You should drive to the right lane as cautiously and quickly as possible, using your blinker. Continue there until you can either safely park on the shoulder or pull into a parking lot. An officer is trained to note how quickly you respond to his overhead lights, whether you use your blinker, and whether you pull over in a timely and safe manner.
Houston DWI Attorneys Tip No. 2 – I’ve pulled over, now what?
Put your car in park, turn off the engine, the radio, and put on your emergency or hazard lights. Be aware of where your driver’s license and insurance are, but don’t go digging around just yet. The officer will take note on your ability to locate your driver’s license and insurance. Unfortunately, when it comes to DWI investigations, many innocent acts may be twisted into guilty acts. For example, most people do not know where their insurance is and may have difficulty finding it whether or not they are intoxicated.
Houston DWI Attorneys Tip No. 3 – The officer immediately asked “Have you been drinking?”, what should I say?
If you have not been drinking the answer is simple. If you have been drinking, you will have an odor of alcohol on your breath. While the officer can not gauge how many drinks you had by the odor, it makes little sense to deny that you had a drink or two. If the officer is immediately asking you about alcohol, then he believes you may be DWI.
Houston DWI Attorneys Tip No. 4 – Do I have to answer the officer’s questions?
No. Remember you have the right to remain silent. You can politely ask the officer:
1) Why did you stop me?
2) Am I free to leave?
3) Am I being detained?
4) Am I under arrest?
If the officer says “You are being detained or under arrest.”, reply “I would refuse to answer any more questions or perform any tests, without my lawyer present.” Be polite, but be firm. Try to reach your Houston DWI Attorneys.
If the officer says, “You are NOT under arrest and are free to leave.” Count your blessings and move along.
Houston DWI Attorneys Tip No. 5 – Should I do the field sobriety exercises?
(The Horizontal Gaze Nystagmus Test or “pen test”; the Walk and Turn or “walk-the-line”; and the one leg stand)

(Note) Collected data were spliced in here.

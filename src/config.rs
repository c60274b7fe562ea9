use std::fs;
use std::path::{Path, PathBuf};

use directories::ProjectDirs;
use serde::{Deserialize, Serialize};

#[derive(Clone, Serialize, Deserialize)]
pub struct AssistantConfig {
    #[serde(default = "default_base_url")]
    pub base_url: String,
    #[serde(default = "default_model")]
    pub model: String,
    #[serde(default = "default_asr_url")]
    pub asr_url: String,
    /// Overrides the platform-default history file location.
    #[serde(default, skip_serializing_if = "Option::is_none")]
    pub history_path: Option<PathBuf>,
    /// Optional snippet file prepended to every prompt (written by other
    /// tools, e.g. a selection grabber). Absent file means no context.
    #[serde(default, skip_serializing_if = "Option::is_none")]
    pub context_path: Option<PathBuf>,
    #[serde(default = "default_stream_timeout")]
    pub stream_timeout_secs: u64,
}

impl Default for AssistantConfig {
    fn default() -> Self {
        Self {
            base_url: default_base_url(),
            model: default_model(),
            asr_url: default_asr_url(),
            history_path: None,
            context_path: None,
            stream_timeout_secs: default_stream_timeout(),
        }
    }
}

fn default_base_url() -> String {
    // Environment variable first, then the stock Ollama port.
    std::env::var("FAMULUS_URL").unwrap_or_else(|_| "http://localhost:11434".to_string())
}

fn default_model() -> String {
    std::env::var("FAMULUS_MODEL").unwrap_or_else(|_| "mistral".to_string())
}

fn default_asr_url() -> String {
    std::env::var("FAMULUS_ASR_URL").unwrap_or_else(|_| "http://localhost:5000".to_string())
}

fn default_stream_timeout() -> u64 {
    120
}

pub fn default_config_path() -> PathBuf {
    let Some(dirs) = ProjectDirs::from("com", "famulus", "famulus") else {
        return Path::new("famulus.json").to_path_buf();
    };
    dirs.config_dir().join("assistant.json")
}

pub fn load_config(path: &Path) -> AssistantConfig {
    let Ok(bytes) = fs::read(path) else {
        return AssistantConfig::default();
    };
    serde_json::from_slice::<AssistantConfig>(&bytes).unwrap_or_default()
}

pub fn save_config(path: &Path, cfg: &AssistantConfig) -> Result<(), String> {
    let json = serde_json::to_vec_pretty(cfg).map_err(|e| e.to_string())?;
    if let Some(parent) = path.parent() {
        fs::create_dir_all(parent).map_err(|e| e.to_string())?;
    }
    fs::write(path, json).map_err(|e| e.to_string())
}

/// Read the context snippet, if configured and non-empty. Unreadable or
/// blank files yield no context rather than an error.
pub fn read_context_snippet(path: Option<&Path>) -> Option<String> {
    let path = path?;
    let content = fs::read_to_string(path).ok()?;
    let trimmed = content.trim();
    if trimmed.is_empty() {
        None
    } else {
        Some(trimmed.to_string())
    }
}

#[cfg(test)]
mod tests {
    use super::*;

    #[test]
    fn test_load_missing_file_uses_defaults() {
        let dir = tempfile::tempdir().unwrap();
        let cfg = load_config(&dir.path().join("missing.json"));
        assert!(!cfg.base_url.is_empty());
        assert!(!cfg.model.is_empty());
        assert_eq!(cfg.stream_timeout_secs, 120);
    }

    #[test]
    fn test_config_round_trip() {
        let dir = tempfile::tempdir().unwrap();
        let path = dir.path().join("assistant.json");

        let mut cfg = AssistantConfig::default();
        cfg.model = "llama3".to_string();
        cfg.history_path = Some(PathBuf::from("/tmp/h.json"));
        save_config(&path, &cfg).unwrap();

        let loaded = load_config(&path);
        assert_eq!(loaded.model, "llama3");
        assert_eq!(loaded.history_path.as_deref(), Some(Path::new("/tmp/h.json")));
    }

    #[test]
    fn test_partial_config_fills_defaults() {
        let dir = tempfile::tempdir().unwrap();
        let path = dir.path().join("assistant.json");
        fs::write(&path, r#"{"model":"phi3"}"#).unwrap();

        let cfg = load_config(&path);
        assert_eq!(cfg.model, "phi3");
        assert!(!cfg.base_url.is_empty());
    }

    #[test]
    fn test_context_snippet() {
        let dir = tempfile::tempdir().unwrap();
        let path = dir.path().join("context.txt");

        assert_eq!(read_context_snippet(None), None);
        assert_eq!(read_context_snippet(Some(&path)), None);

        fs::write(&path, "  selected text \n").unwrap();
        assert_eq!(
            read_context_snippet(Some(&path)).as_deref(),
            Some("selected text")
        );

        fs::write(&path, "   \n\t").unwrap();
        assert_eq!(read_context_snippet(Some(&path)), None);
    }
}
//! Locale-aware title comparison.
//!
//! Titles are ordered with the Unicode Collation Algorithm using the CLDR root
//! locale at tertiary strength, which is what a browser's `localeCompare`
//! does with no locale argument:
//!
//! - punctuation and symbols sort before digits, digits before letters
//! - letters outside Latin-1 (`Ł`, `Œ`, `Æ`) sort with their base letters
//! - accent differences outrank case differences; lowercase sorts first
//!
//! Digits compare character by character (`10 Apps < 9 Lives`).

use icu_collator::{Collator, CollatorOptions};
use std::cmp::Ordering;
use thiserror::Error;

#[derive(Error, Debug)]
#[error("Failed to load root collation data: {0}")]
pub struct CollationError(String);

/// Root-locale collator for example titles.
pub struct TitleCollator {
    collator: Collator,
}

impl TitleCollator {
    pub fn new() -> Result<Self, CollationError> {
        let collator = Collator::try_new(&Default::default(), CollatorOptions::new())
            .map_err(|e| CollationError(e.to_string()))?;
        Ok(Self { collator })
    }

    pub fn compare(&self, a: &str, b: &str) -> Ordering {
        self.collator.compare(a, b)
    }
}

#[cfg(test)]
mod tests {
    use super::*;

    fn sorted(mut titles: Vec<&str>) -> Vec<&str> {
        let collator = TitleCollator::new().unwrap();
        titles.sort_by(|a, b| collator.compare(a, b));
        titles
    }

    #[test]
    fn case_does_not_split_the_alphabet() {
        assert_eq!(
            sorted(vec!["Banana", "apple", "Cherry"]),
            vec!["apple", "Banana", "Cherry"]
        );
    }

    #[test]
    fn lowercase_first_on_case_only_difference() {
        assert_eq!(sorted(vec!["Apple", "apple"]), vec!["apple", "Apple"]);
    }

    #[test]
    fn accents_sort_with_base_letter() {
        assert_eq!(
            sorted(vec!["fig", "éclair", "date"]),
            vec!["date", "éclair", "fig"]
        );
    }

    #[test]
    fn accent_difference_outranks_case_difference() {
        assert_eq!(
            sorted(vec!["résumé", "Resume", "resume"]),
            vec!["resume", "Resume", "résumé"]
        );
    }

    #[test]
    fn symbols_digits_and_non_latin1_letters() {
        assert_eq!(
            sorted(vec![
                "Zebra",
                "Łódź",
                "[WIP] Chess",
                "2048 Game",
                "~Tilde",
                "🚀 Rocket",
                "Apple",
                "Œuvre",
                "Ærø",
            ]),
            vec![
                "[WIP] Chess",
                "~Tilde",
                "🚀 Rocket",
                "2048 Game",
                "Ærø",
                "Apple",
                "Łódź",
                "Œuvre",
                "Zebra",
            ]
        );
    }

    #[test]
    fn prefix_sorts_first() {
        let collator = TitleCollator::new().unwrap();
        assert_eq!(collator.compare("Snake", "Snake Game"), Ordering::Less);
    }

    #[test]
    fn digits_compare_as_characters() {
        assert_eq!(sorted(vec!["9 Lives", "10 Apps"]), vec!["10 Apps", "9 Lives"]);
    }

    #[test]
    fn identical_strings_are_equal() {
        let collator = TitleCollator::new().unwrap();
        assert_eq!(collator.compare("Todo", "Todo"), Ordering::Equal);
    }
}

No. Understand the sobriety exercises, like the walk and turn and the one leg stand, are more akin to coordination exercises. There are people who would never be able to do such tests. Such people should always refuse the tests. Other people, may be able to do well on the tests. Remember though that you are likely nervous, outside, in a parking lot (that may be sloped or uneven), with cars driving by and a police officer or two judging every move you make. In other words the awkward and unnatural nature of the tests become even more awkward and unnatural. Furthermore, the officer is looking for clues of impairment. He doesn’t tell you what those clues are. It would be similar to taking an exam where you didn’t know what materials the exam covered. If you had the choice to not take that exam, you wouldn’t and you do have the choice to refuse the coordination exercises.
Houston DWI Attorneys Tip No. 6 – Should I do the blood test?
No. You have the right to refuse the blood test. If you refuse the officer may go get a warrant to draw your blood. If the officer does than you must submit to the blood test. While blood warrants are becoming more common, officers don’t always get one. If they don’t, they can’t and won’t draw your blood.
Houston DWI Attorneys Tip No. 7 – Should I do the breath test?
No. While there is some merit to submitting to the breath tests, if you think the officer will get a warrant to draw your blood, it is easiest to remember to refuse everything. Unlike the blood test, the officer can’t force you to do a breath test.
Houston DWI Attorneys Tip No. 8 – But won’t my license be suspended if I don’t submit to the breath or blood test?
Maybe. Within 15 days of your arrest, your Houston DWI Attorneys can request a license revocation hearing contesting the suspension. Many times and contrary to what the officer told you, your license is not suspended.